ブレイディ:イギリスの場合、ある意味でパブがそういう役割を持っているんですよね。そういう場所があったから私も入っていけたというか。先ほどの話に出てきたブードゥーラウンジに集まる人は、私の『ワイルドサイドをほっつき歩け』に出てくるおじさんたちに似ているのではないかと思うんです。つまり、集まる場所がある人たちですよね。そもそも、パブはパブリックハウスですから。

高橋:パブリックは公共という意味ですものね。

ブレイディ:パブに集まる人たちは家族ではないけど、それに準ずるものになっていて、もう何十年も前から知っているし、それこそ付き合ってきた恋人も互いの病歴までも知っている。そういうつながりや場所を持つことは大切ですよね。イギリスは貧困が大変な問題になっていますが、パブがハブ(中枢)の役割になっているんです。例えば、私が住んでいる地域は七面鳥を家で焼けないような貧しい方も多いから、クリスマスにみんなで集まれるようにお店を開けたり。そういうところを見るとイギリスも捨てたものではないと思うし、希望を感じます。家族ではないけど、お互いにきつい時は助け合おうよと誰かが言って立ち上がるところに。
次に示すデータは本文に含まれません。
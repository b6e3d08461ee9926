//! Encoder input buffers and the registration protocol.
//!
//! Each encode session owns a pinned host buffer the caller's pixels are
//! copied into, a pitched device buffer they are uploaded to and, when the
//! session converts on the device, a planar buffer the encoder reads. The
//! buffer the encoder reads is registered once and then mapped around every
//! single submission. Host and device pitches are chosen independently.
//!
//! Every operation here requires the session context to be current.

use std::sync::Arc;

use tracing::{debug, warn};

use crate::context::SessionContext;
use crate::driver::{
    ContextHandle, DevicePitched, Driver, EncoderHandle, HostAllocation, MappedInputHandle,
    RegisterDesc, RegistrationHandle,
};
use crate::error::{CodecError, Result};
use crate::failure::{translate, Operation};
use crate::image::ImageSource;
use crate::types::{roundup, PixelFormat};

/// Host buffer rows are padded to this many bytes.
pub const HOST_PITCH_ALIGNMENT: u32 = 16;

/// How pixels reach the encoder.
#[derive(Debug, Clone, Copy, PartialEq, Eq)]
pub enum InputPath {
    /// The encoder reads the uploaded packed RGB buffer itself.
    Direct,
    /// A conversion kernel writes a planar buffer the encoder reads.
    Converted,
}

#[derive(Debug, Clone, Copy)]
struct Registration {
    encoder: EncoderHandle,
    handle: RegistrationHandle,
    format: PixelFormat,
}

/// Buffers of one encode session, sized to the padded working dimensions.
#[derive(Debug)]
pub struct BufferManager {
    driver: Arc<dyn Driver>,
    width: u32,
    height: u32,
    source: PixelFormat,
    path: InputPath,
    host: Option<HostAllocation>,
    host_pitch: usize,
    device: Option<DevicePitched>,
    planar: Option<DevicePitched>,
    registration: Option<Registration>,
}

impl BufferManager {
    /// Reserve buffers for `width`x`height` (already padded) input.
    ///
    /// On the converted path the planar buffer holds three full planes so
    /// that switching between 4:2:0 and 4:4:4 never reallocates.
    pub fn allocate(
        ctx: &SessionContext,
        width: u32,
        height: u32,
        source: PixelFormat,
        path: InputPath,
    ) -> Result<Self> {
        let handle = ctx.ensure_current()?;
        if !source.is_packed_rgb() {
            return Err(CodecError::unsupported_format(format!("cannot upload {source}")));
        }
        let mut buffers = Self {
            driver: Arc::clone(ctx.driver()),
            width,
            height,
            source,
            path,
            host: None,
            host_pitch: roundup(width * 4, HOST_PITCH_ALIGNMENT) as usize,
            device: None,
            planar: None,
            registration: None,
        };
        if let Err(err) = buffers.reserve(handle) {
            buffers.release(handle);
            return Err(err);
        }
        debug!(
            "allocated {}x{} buffers: host pitch {}, device pitch {}{}",
            width,
            height,
            buffers.host_pitch,
            buffers.device_pitch(),
            buffers
                .planar
                .map(|p| format!(", planar pitch {}", p.pitch))
                .unwrap_or_default()
        );
        Ok(buffers)
    }

    fn reserve(&mut self, ctx: ContextHandle) -> Result<()> {
        let (w, h) = (self.width as usize, self.height as usize);
        self.host = Some(
            self.driver
                .alloc_host(ctx, self.host_pitch * h)
                .map_err(|s| translate(s, Operation::AllocHost))?,
        );
        self.device = Some(
            self.driver
                .alloc_pitched(ctx, w * 4, h)
                .map_err(|s| translate(s, Operation::AllocDevice))?,
        );
        if self.path == InputPath::Converted {
            self.planar = Some(
                self.driver
                    .alloc_pitched(ctx, w, h * 3)
                    .map_err(|s| translate(s, Operation::AllocDevice))?,
            );
        }
        Ok(())
    }

    #[must_use]
    pub fn dimensions(&self) -> (u32, u32) {
        (self.width, self.height)
    }

    #[must_use]
    pub fn path(&self) -> InputPath {
        self.path
    }

    #[must_use]
    pub fn source_format(&self) -> PixelFormat {
        self.source
    }

    #[must_use]
    pub fn host_pitch(&self) -> usize {
        self.host_pitch
    }

    #[must_use]
    pub fn device_pitch(&self) -> usize {
        self.device.map_or(0, |d| d.pitch)
    }

    /// The uploaded packed RGB buffer.
    pub fn device_buffer(&self) -> Result<DevicePitched> {
        self.device.ok_or(CodecError::SessionClosed)
    }

    /// The planar buffer conversion writes into.
    pub fn planar_buffer(&self) -> Result<DevicePitched> {
        self.planar
            .ok_or_else(|| CodecError::protocol("colorspace conversion", "no planar buffer on the direct path"))
    }

    /// Pitch of the buffer the encoder reads.
    #[must_use]
    pub fn input_pitch(&self) -> usize {
        match self.path {
            InputPath::Direct => self.device_pitch(),
            InputPath::Converted => self.planar.map_or(0, |p| p.pitch),
        }
    }

    #[must_use]
    pub fn is_registered(&self) -> bool {
        self.registration.is_some()
    }

    /// Copy the image into the host buffer, then to the device.
    ///
    /// Rows are copied one by one unless the image stride matches the host
    /// pitch exactly.
    pub fn upload(&mut self, ctx: &SessionContext, image: &dyn ImageSource) -> Result<()> {
        let handle = ctx.ensure_current()?;
        let (w, h) = (image.width(), image.height());
        if w > self.width || h > self.height {
            return Err(CodecError::invalid_image(format!(
                "{w}x{h} image does not fit {}x{} buffers",
                self.width, self.height
            )));
        }
        if image.pixel_format() != self.source {
            return Err(CodecError::invalid_image(format!(
                "expected {} pixels, got {}",
                self.source,
                image.pixel_format()
            )));
        }
        let row = w as usize * 4;
        let rows = h as usize;
        let (pixels, stride) = (image.pixels(), image.rowstride());
        if stride < row || pixels.len() < stride * (rows - 1) + row {
            return Err(CodecError::invalid_image(format!(
                "{} bytes with stride {stride} cannot hold {w}x{h}",
                pixels.len()
            )));
        }

        let host_pitch = self.host_pitch;
        let host = self.host.as_mut().ok_or(CodecError::SessionClosed)?;
        let dst = host.as_mut_slice();
        if stride == host_pitch {
            let len = stride * (rows - 1) + row;
            dst[..len].copy_from_slice(&pixels[..len]);
        } else {
            for y in 0..rows {
                dst[y * host_pitch..y * host_pitch + row].copy_from_slice(&pixels[y * stride..y * stride + row]);
            }
        }

        let device = self.device.ok_or(CodecError::SessionClosed)?;
        let host = self.host.as_ref().ok_or(CodecError::SessionClosed)?;
        self.driver
            .copy_to_device(handle, host, host_pitch, &device, row, rows)
            .map_err(|s| translate(s, Operation::Upload))
    }

    /// Register the encoder input buffer with `encoder`.
    ///
    /// `format` is the surface format the encoder was initialised with.
    pub fn register_with_codec(&mut self, ctx: &SessionContext, encoder: EncoderHandle, format: PixelFormat) -> Result<()> {
        let handle = ctx.ensure_current()?;
        if self.registration.is_some() {
            return Err(CodecError::protocol("register resource", "input buffer is already registered"));
        }
        let buffer = match self.path {
            InputPath::Direct => self.device_buffer()?,
            InputPath::Converted => self.planar_buffer()?,
        };
        let desc = RegisterDesc {
            buffer,
            width: self.width,
            height: self.height,
            format,
            plane_rows: self.height,
        };
        let registration = self
            .driver
            .register_resource(handle, encoder, &desc)
            .map_err(|s| translate(s, Operation::Register))?;
        self.registration = Some(Registration {
            encoder,
            handle: registration,
            format,
        });
        Ok(())
    }

    /// Undo [`BufferManager::register_with_codec`]; no-op when unregistered.
    pub fn unregister(&mut self, ctx: &SessionContext) -> Result<()> {
        let handle = ctx.ensure_current()?;
        let Some(registration) = self.registration.take() else {
            return Ok(());
        };
        self.driver
            .unregister_resource(handle, registration.encoder, registration.handle)
            .map_err(|s| translate(s, Operation::Unregister))
    }

    /// Map the registered buffer for one submission.
    pub fn map_for_codec(&self, ctx: &SessionContext) -> Result<MappedInput> {
        let handle = ctx.ensure_current()?;
        let registration = self
            .registration
            .ok_or_else(|| CodecError::protocol("map input", "input buffer is not registered"))?;
        let mapped = self
            .driver
            .map_resource(handle, registration.encoder, registration.handle)
            .map_err(|s| translate(s, Operation::Map))?;
        Ok(MappedInput {
            driver: Arc::clone(&self.driver),
            ctx: handle,
            encoder: registration.encoder,
            mapped: Some(mapped),
            format: registration.format,
        })
    }

    /// Release everything in reverse order of acquisition. Idempotent.
    pub fn free(&mut self, ctx: &SessionContext) -> Result<()> {
        let handle = ctx.ensure_current()?;
        if let Err(err) = self.unregister(ctx) {
            warn!("unregistering input buffer: {}", err);
        }
        self.release(handle);
        Ok(())
    }

    fn release(&mut self, ctx: ContextHandle) {
        for buffer in [self.planar.take(), self.device.take()].into_iter().flatten() {
            if let Err(status) = self.driver.free_device(ctx, buffer) {
                warn!("freeing device buffer: {}", translate(status, Operation::Free));
            }
        }
        if let Some(host) = self.host.take() {
            if let Err(status) = self.driver.free_host(ctx, host) {
                warn!("freeing host buffer: {}", translate(status, Operation::Free));
            }
        }
    }
}

impl Drop for BufferManager {
    fn drop(&mut self) {
        if self.host.is_some() || self.device.is_some() || self.planar.is_some() {
            warn!("encoder buffers dropped without being freed");
        }
    }
}

/// A mapped encoder input; unmapped on drop.
#[derive(Debug)]
pub struct MappedInput {
    driver: Arc<dyn Driver>,
    ctx: ContextHandle,
    encoder: EncoderHandle,
    mapped: Option<MappedInputHandle>,
    format: PixelFormat,
}

impl MappedInput {
    #[must_use]
    pub fn handle(&self) -> Option<MappedInputHandle> {
        self.mapped
    }

    #[must_use]
    pub fn format(&self) -> PixelFormat {
        self.format
    }

    /// Unmap now and report the result.
    pub fn unmap(mut self) -> Result<()> {
        match self.mapped.take() {
            Some(mapped) => self
                .driver
                .unmap_resource(self.ctx, self.encoder, mapped)
                .map_err(|s| translate(s, Operation::Unmap)),
            None => Ok(()),
        }
    }
}

impl Drop for MappedInput {
    fn drop(&mut self) {
        if let Some(mapped) = self.mapped.take() {
            if let Err(status) = self.driver.unmap_resource(self.ctx, self.encoder, mapped) {
                warn!("unmapping encoder input: {}", translate(status, Operation::Unmap));
            }
        }
    }
}

#[cfg(test)]
mod tests {
    use super::*;
    use crate::config::AccelConfig;
    use crate::driver::emulated::{EmulatedDevice, EmulatedDriver};
    use crate::image::ImageWrapper;
    use crate::registry::DeviceRegistry;

    fn context() -> (EmulatedDriver, SessionContext) {
        let driver = EmulatedDriver::new(vec![EmulatedDevice::new("a")]);
        let registry = Arc::new(DeviceRegistry::new(Arc::new(driver.clone()), AccelConfig::default()));
        (driver, SessionContext::create(registry, 0).unwrap())
    }

    #[test]
    fn test_needs_current_context() {
        let (_, ctx) = context();
        let err = BufferManager::allocate(&ctx, 64, 32, PixelFormat::Bgrx, InputPath::Direct).unwrap_err();
        assert!(matches!(err, CodecError::ContextNotCurrent(_)));
    }

    #[test]
    fn test_pitches() {
        let (driver, ctx) = context();
        let _guard = ctx.acquire().unwrap();
        let mut buffers = BufferManager::allocate(&ctx, 100, 32, PixelFormat::Bgrx, InputPath::Converted).unwrap();
        assert_eq!(buffers.host_pitch(), 400);
        assert!(buffers.device_pitch() >= 400);
        assert!(buffers.input_pitch() >= 100);
        assert_eq!(driver.stats().device_allocations, 2);
        buffers.free(&ctx).unwrap();
        buffers.free(&ctx).unwrap();
        let stats = driver.stats();
        assert_eq!(stats.device_allocations, 0);
        assert_eq!(stats.host_allocations, 0);
    }

    #[test]
    fn test_upload_with_mismatched_stride() {
        let (_, ctx) = context();
        let _guard = ctx.acquire().unwrap();
        let mut buffers = BufferManager::allocate(&ctx, 32, 32, PixelFormat::Bgrx, InputPath::Direct).unwrap();
        let image = ImageWrapper::packed(30, 20, PixelFormat::Bgrx, 30 * 4 + 8, vec![9u8; (30 * 4 + 8) * 20]).unwrap();
        buffers.upload(&ctx, &image).unwrap();
        let big = ImageWrapper::packed(40, 20, PixelFormat::Bgrx, 160, vec![0u8; 160 * 20]).unwrap();
        assert!(matches!(buffers.upload(&ctx, &big), Err(CodecError::InvalidImage(_))));
        let rgba = ImageWrapper::packed(30, 20, PixelFormat::Rgba, 120, vec![0u8; 120 * 20]).unwrap();
        assert!(buffers.upload(&ctx, &rgba).is_err());
        buffers.free(&ctx).unwrap();
    }

    #[test]
    fn test_map_requires_registration() {
        let (_, ctx) = context();
        let _guard = ctx.acquire().unwrap();
        let mut buffers = BufferManager::allocate(&ctx, 32, 32, PixelFormat::Bgrx, InputPath::Direct).unwrap();
        assert!(matches!(buffers.map_for_codec(&ctx), Err(CodecError::Protocol { .. })));
        buffers.free(&ctx).unwrap();
    }
}
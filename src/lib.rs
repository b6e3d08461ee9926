//! Accelerated video codec sessions for remote display.
//!
//! This crate manages hardware encode and decode sessions on accelerator
//! devices for a remote-display server: it picks a device, owns one context
//! per session, registers the upload buffers with the encoder, negotiates
//! pixel layout, preset and profile from speed/quality targets, and keeps
//! decoded frames valid for as long as callers hold them.
//!
//! Backends:
//!
//! - **Emulated** (always built): an in-process accelerator that follows the
//!   same call protocol as the hardware. Used by the tests and by
//!   `accel-info` when no GPU is present.
//! - **NVIDIA NVENC/NVDEC** (`nvidia` feature): CUDA driver API, NVENC and
//!   NVDEC.
//!
//! # Quick Start (Encoding)
//!
//! ```ignore
//! use std::sync::Arc;
//! use accelcodec::{AccelConfig, DeviceRegistry, EncodeParams, EncodeSession};
//!
//! let driver = accelcodec::driver::hardware_driver().expect("no GPU");
//! let registry = Arc::new(DeviceRegistry::new(driver, AccelConfig::load()?));
//! accelcodec::init_module(&registry)?;
//!
//! let mut session = EncodeSession::new(registry);
//! session.init(EncodeParams::new(1920, 1080).quality(80).speed(50))?;
//! let frame = session.process(&image)?;
//! // frame.data is the compressed access unit,
//! // frame.metadata.client_options() the attributes sent along with it
//! ```
//!
//! # Quick Start (Decoding)
//!
//! ```ignore
//! use accelcodec::{Codec, DecodeParams, DecodeSession};
//!
//! let mut session = DecodeSession::new(registry);
//! session.init(DecodeParams::new(Codec::H264, 1920, 1080))?;
//! if let Some(image) = session.process(&packet)? {
//!     let bgrx = image.to_bgrx()?;
//! }
//! ```
//!
//! # Feature Flags
//!
//! - `nvidia` - Enable the NVIDIA NVENC/NVDEC backend (requires CUDA)

pub mod buffer;
pub mod config;
pub mod context;
pub mod csc;
pub mod driver;
mod error;
pub mod failure;
pub mod image;
pub mod negotiate;
pub mod ownership;
pub mod probe;
pub mod registry;
pub mod session;
mod types;

pub use config::{AccelConfig, ConfigError};
pub use context::SessionContext;
pub use error::{CodecError, Result};
pub use failure::FailureClass;
pub use image::{ImageSource, ImageWrapper};
pub use negotiate::{Negotiated, PresetNegotiator};
pub use ownership::{DecodedImage, FrameOwnershipTracker};
pub use probe::{init_module, reprobe, ProbeReport};
pub use registry::{DeviceRegistry, FeatureFlags};
pub use session::{
    damp_quality, DecodeInfo, DecodeSession, EncodeInfo, EncodeSession, EncodedFrame, FrameMetadata,
    SessionState,
};
pub use types::{
    padded_dimensions, roundup, Codec, DecodeParams, EncodeParams, EncoderPreset, PixelFormat,
    PixelLayout, Preset, Profile, Scaling, TuningMode, DIMENSION_ALIGNMENT,
};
 政治的なイデオロギーでつながっているわけではないんです。たまたま同じパブに通って何十年も前から知っている、ただそれだけ。でも、そういう場所があるというだけで希望を感じるし、人間はそうやって生き延びてきたのではと思いますね。

■男性は孤立してしまう

高橋:ぼく、ブレイディさんの『ワイルドサイドをほっつき歩け』がすごく好きなんだけど、あれっておっさんしか出てこない! 日本でおっさんを書くのは難しいんですよ(笑)。だって、おっさんたちが集まる場所がないから。あれはイギリスの文化だよね。

ブレイディ:パブですよ、パブリックハウスのおかげですね。

高橋:それがすごくうらやましい。日本では女性は集まることができるんです。でも、男性の話を聞くと悲惨ですよ。会社をリタイアすると世の中から切り離されたみたいになってしまう人が多い。会社に所属することはできたけど、それ以外の共同体に所属したことがほとんどないので、いきなり孤立してしまうんだよね。

ブレイディ:日本は家族になんでもさせようとしますよね。家族でなくてもいいんだ、外から助ける人が来てもいいんだ──そういうことが書きたくて昨年『両手にトカレフ』という小説を書いたんです。日本は自己責任論という言葉があるから、共助は何か悪いもののように言われますが、お互いに助け合いましょうという心情を持ってない人たちの国が民を助けるわけがない。相互扶助の文化がなければ、人々を助ける政府を選ぶわけがないんですから。

 家族以外の支援がないとやっていけない状態になっていくなかで、どこからともなく自然にそういう共助が立ち上がってくるのは、イギリスの底力だなと思うんです。でも、それはやはりパブなりボランティア活動の輪なり、血縁と職場以外の何かをイギリスの人は普通に持っていて、そこから立ち上がってくる部分が大きいと思います。

高橋:イギリスには国家でもなく家族でもない、個人を支える共同体があるということだよね。いまの家制度が壊れた時、1人でいいのか。そんな時に血縁ではなくても「家族」としか呼びようがないつながりがあればどうだろうか。家族だと父、母、子ども、それしかないけれど、血縁というつながり方ではない「家族」だったら、規模も関係もすごい数の組み合わせが考えられるでしょう。お父さんが3人とか、同性で養子をもらうとか。血縁でない人たちによって血縁よりもいい関係を作りだす、これも一つの希望ですよね。

(構成/編集部・三島恵美子)

※この対談は、朝日カルチャーセンター横浜教室で行われた講座を採録したものです。